Data shown:
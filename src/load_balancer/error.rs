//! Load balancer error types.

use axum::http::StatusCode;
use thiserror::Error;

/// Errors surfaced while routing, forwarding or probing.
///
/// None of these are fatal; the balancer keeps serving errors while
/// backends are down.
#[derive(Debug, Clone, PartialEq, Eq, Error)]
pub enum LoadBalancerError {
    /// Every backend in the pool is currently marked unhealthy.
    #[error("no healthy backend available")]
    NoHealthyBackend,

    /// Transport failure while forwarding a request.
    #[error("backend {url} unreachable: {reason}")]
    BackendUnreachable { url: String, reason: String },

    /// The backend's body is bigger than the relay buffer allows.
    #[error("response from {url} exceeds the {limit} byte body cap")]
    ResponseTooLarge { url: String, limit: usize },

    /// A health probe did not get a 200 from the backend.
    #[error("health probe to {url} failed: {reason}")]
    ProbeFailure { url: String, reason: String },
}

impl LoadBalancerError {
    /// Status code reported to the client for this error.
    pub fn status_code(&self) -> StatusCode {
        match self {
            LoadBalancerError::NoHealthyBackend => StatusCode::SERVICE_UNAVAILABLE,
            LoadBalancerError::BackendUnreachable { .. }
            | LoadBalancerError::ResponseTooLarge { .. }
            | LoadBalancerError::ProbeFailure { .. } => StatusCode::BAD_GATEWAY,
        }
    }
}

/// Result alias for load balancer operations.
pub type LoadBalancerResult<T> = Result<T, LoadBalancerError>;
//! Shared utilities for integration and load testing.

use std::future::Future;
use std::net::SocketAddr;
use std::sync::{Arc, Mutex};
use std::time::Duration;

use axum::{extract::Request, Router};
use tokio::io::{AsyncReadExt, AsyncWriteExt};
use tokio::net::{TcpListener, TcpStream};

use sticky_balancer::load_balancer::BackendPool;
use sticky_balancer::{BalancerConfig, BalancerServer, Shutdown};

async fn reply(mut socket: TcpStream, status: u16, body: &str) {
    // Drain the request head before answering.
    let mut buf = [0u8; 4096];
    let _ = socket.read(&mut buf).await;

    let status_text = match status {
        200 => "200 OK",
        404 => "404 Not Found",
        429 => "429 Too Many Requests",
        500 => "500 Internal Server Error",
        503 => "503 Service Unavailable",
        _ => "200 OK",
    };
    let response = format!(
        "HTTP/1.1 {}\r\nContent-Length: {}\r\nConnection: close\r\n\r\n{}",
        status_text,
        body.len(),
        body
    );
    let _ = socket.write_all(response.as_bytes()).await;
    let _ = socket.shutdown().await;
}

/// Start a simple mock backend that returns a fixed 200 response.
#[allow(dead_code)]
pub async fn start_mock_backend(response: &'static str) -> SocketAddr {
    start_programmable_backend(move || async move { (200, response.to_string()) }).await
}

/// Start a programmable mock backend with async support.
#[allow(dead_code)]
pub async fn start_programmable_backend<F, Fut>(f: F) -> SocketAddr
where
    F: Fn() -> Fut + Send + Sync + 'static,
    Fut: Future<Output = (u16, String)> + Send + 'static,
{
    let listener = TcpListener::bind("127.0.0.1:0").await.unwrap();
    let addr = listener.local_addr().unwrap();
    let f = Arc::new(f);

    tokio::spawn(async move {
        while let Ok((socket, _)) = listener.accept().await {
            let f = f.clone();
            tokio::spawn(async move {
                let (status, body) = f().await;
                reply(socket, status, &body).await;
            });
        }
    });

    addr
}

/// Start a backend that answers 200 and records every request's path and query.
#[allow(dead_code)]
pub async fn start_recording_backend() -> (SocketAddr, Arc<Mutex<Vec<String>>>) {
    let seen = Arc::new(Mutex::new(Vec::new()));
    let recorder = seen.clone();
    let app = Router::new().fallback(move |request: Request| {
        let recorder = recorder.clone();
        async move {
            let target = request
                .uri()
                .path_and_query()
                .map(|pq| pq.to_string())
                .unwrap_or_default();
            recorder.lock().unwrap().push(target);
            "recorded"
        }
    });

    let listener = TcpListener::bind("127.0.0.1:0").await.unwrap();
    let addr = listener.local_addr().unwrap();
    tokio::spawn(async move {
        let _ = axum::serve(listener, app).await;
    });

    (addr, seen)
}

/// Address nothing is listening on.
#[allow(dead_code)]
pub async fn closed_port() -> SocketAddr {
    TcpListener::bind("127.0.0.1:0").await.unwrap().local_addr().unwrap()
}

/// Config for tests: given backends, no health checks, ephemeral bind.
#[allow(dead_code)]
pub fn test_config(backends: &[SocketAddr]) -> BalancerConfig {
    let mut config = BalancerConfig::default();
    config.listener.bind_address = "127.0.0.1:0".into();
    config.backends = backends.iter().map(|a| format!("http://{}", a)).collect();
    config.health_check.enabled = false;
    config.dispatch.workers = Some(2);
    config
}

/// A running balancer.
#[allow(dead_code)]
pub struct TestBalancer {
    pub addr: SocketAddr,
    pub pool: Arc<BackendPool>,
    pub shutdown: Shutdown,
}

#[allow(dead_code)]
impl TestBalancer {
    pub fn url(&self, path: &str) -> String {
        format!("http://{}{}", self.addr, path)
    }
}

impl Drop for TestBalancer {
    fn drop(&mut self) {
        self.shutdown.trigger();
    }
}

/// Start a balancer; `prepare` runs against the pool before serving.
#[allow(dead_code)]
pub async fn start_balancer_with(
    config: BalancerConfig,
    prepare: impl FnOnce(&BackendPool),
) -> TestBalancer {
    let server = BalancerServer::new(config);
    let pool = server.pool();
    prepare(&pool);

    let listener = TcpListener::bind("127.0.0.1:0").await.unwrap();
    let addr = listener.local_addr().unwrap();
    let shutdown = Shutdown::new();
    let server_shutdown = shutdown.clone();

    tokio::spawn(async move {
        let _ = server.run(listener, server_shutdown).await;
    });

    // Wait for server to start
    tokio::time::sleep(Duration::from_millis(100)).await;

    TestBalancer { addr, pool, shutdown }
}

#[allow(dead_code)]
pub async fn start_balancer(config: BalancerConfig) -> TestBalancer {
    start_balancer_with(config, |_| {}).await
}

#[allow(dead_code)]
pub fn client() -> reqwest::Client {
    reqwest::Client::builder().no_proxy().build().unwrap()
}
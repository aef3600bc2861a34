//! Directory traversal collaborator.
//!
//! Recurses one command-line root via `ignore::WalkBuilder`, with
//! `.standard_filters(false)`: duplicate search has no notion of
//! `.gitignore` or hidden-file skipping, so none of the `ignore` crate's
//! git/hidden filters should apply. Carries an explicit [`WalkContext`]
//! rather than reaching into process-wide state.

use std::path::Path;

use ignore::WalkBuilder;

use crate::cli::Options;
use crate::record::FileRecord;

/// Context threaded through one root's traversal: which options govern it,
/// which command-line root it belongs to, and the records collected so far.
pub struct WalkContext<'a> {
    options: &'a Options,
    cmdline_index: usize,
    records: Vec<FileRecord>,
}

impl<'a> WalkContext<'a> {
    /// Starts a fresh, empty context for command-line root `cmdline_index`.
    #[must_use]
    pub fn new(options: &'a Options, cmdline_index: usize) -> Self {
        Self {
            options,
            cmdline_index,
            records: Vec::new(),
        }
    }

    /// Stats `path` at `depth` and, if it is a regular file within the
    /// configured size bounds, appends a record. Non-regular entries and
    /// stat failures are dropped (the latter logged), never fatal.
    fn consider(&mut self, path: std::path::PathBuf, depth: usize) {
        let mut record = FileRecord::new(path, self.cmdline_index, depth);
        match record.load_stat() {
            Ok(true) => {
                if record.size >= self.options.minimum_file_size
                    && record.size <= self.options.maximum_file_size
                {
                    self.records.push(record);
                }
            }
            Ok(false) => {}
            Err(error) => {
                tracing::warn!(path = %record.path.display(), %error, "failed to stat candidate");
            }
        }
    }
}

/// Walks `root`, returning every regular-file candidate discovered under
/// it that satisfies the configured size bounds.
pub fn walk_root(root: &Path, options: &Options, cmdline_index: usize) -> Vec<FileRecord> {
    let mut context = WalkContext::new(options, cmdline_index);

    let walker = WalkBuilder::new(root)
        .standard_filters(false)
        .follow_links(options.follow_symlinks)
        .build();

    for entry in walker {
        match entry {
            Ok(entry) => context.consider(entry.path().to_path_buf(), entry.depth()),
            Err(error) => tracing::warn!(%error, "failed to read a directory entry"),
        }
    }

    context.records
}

...

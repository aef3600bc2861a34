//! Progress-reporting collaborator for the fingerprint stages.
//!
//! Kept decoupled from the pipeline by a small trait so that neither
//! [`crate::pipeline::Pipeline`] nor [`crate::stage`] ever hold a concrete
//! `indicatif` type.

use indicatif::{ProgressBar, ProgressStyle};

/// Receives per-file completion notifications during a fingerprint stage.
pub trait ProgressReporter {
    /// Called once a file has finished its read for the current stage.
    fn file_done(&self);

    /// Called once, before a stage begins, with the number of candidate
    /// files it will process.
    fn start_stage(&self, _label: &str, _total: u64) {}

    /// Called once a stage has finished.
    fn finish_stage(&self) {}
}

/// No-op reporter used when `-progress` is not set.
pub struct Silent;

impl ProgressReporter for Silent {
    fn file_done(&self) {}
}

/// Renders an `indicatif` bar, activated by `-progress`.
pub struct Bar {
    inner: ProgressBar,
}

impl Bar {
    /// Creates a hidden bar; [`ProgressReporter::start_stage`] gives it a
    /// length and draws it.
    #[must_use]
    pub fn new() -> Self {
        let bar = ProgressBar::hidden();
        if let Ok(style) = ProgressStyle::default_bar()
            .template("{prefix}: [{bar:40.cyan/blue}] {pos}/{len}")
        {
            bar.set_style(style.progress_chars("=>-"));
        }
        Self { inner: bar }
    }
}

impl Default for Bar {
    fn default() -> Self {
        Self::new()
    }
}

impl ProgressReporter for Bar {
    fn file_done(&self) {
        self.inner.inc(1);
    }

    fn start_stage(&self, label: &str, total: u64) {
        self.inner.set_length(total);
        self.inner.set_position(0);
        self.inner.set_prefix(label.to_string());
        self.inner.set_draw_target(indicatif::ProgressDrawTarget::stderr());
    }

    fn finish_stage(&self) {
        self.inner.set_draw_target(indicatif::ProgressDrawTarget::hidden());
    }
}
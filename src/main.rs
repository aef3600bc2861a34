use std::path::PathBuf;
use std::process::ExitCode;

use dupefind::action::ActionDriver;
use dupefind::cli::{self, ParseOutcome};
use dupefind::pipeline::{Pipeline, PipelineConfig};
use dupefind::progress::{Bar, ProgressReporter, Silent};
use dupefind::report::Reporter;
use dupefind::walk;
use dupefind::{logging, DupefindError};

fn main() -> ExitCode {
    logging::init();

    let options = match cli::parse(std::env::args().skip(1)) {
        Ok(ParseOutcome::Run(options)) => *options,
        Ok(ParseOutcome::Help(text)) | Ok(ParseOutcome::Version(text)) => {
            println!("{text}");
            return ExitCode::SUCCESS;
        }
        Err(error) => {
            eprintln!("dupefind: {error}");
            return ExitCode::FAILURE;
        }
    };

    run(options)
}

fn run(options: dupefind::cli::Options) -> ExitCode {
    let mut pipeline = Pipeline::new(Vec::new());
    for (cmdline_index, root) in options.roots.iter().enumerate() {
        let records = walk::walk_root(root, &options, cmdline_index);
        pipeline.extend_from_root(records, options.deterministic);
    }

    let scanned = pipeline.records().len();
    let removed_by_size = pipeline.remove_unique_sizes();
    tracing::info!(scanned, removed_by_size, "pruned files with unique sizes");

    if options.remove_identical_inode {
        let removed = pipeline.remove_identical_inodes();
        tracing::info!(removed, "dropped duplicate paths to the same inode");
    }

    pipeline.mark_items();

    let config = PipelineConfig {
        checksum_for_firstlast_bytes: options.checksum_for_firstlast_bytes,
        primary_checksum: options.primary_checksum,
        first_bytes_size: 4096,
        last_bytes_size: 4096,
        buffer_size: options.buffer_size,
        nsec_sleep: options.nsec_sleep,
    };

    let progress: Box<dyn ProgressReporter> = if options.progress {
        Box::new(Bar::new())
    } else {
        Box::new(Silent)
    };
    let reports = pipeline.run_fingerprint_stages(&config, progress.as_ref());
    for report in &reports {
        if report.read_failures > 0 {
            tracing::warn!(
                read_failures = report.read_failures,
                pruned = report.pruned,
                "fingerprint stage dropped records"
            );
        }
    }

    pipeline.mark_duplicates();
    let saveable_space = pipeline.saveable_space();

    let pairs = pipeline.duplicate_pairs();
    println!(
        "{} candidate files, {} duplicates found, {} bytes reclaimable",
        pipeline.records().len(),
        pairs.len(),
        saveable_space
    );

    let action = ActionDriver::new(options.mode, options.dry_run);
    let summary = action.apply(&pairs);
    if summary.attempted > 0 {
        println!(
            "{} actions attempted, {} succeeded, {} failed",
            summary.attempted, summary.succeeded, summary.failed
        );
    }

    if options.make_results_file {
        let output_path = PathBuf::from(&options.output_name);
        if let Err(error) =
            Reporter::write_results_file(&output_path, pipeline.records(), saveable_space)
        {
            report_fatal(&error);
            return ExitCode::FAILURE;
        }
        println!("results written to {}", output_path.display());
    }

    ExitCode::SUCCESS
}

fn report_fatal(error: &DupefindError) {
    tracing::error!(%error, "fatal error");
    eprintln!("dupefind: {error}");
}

What the task asks: Filter the records above, keeping each line that contains the word "FileRecord".

Result of the task:
use crate::record::FileRecord;
    records: Vec<FileRecord>,
        let mut record = FileRecord::new(path, self.cmdline_index, depth);
pub fn walk_root(root: &Path, options: &Options, cmdline_index: usize) -> Vec<FileRecord> {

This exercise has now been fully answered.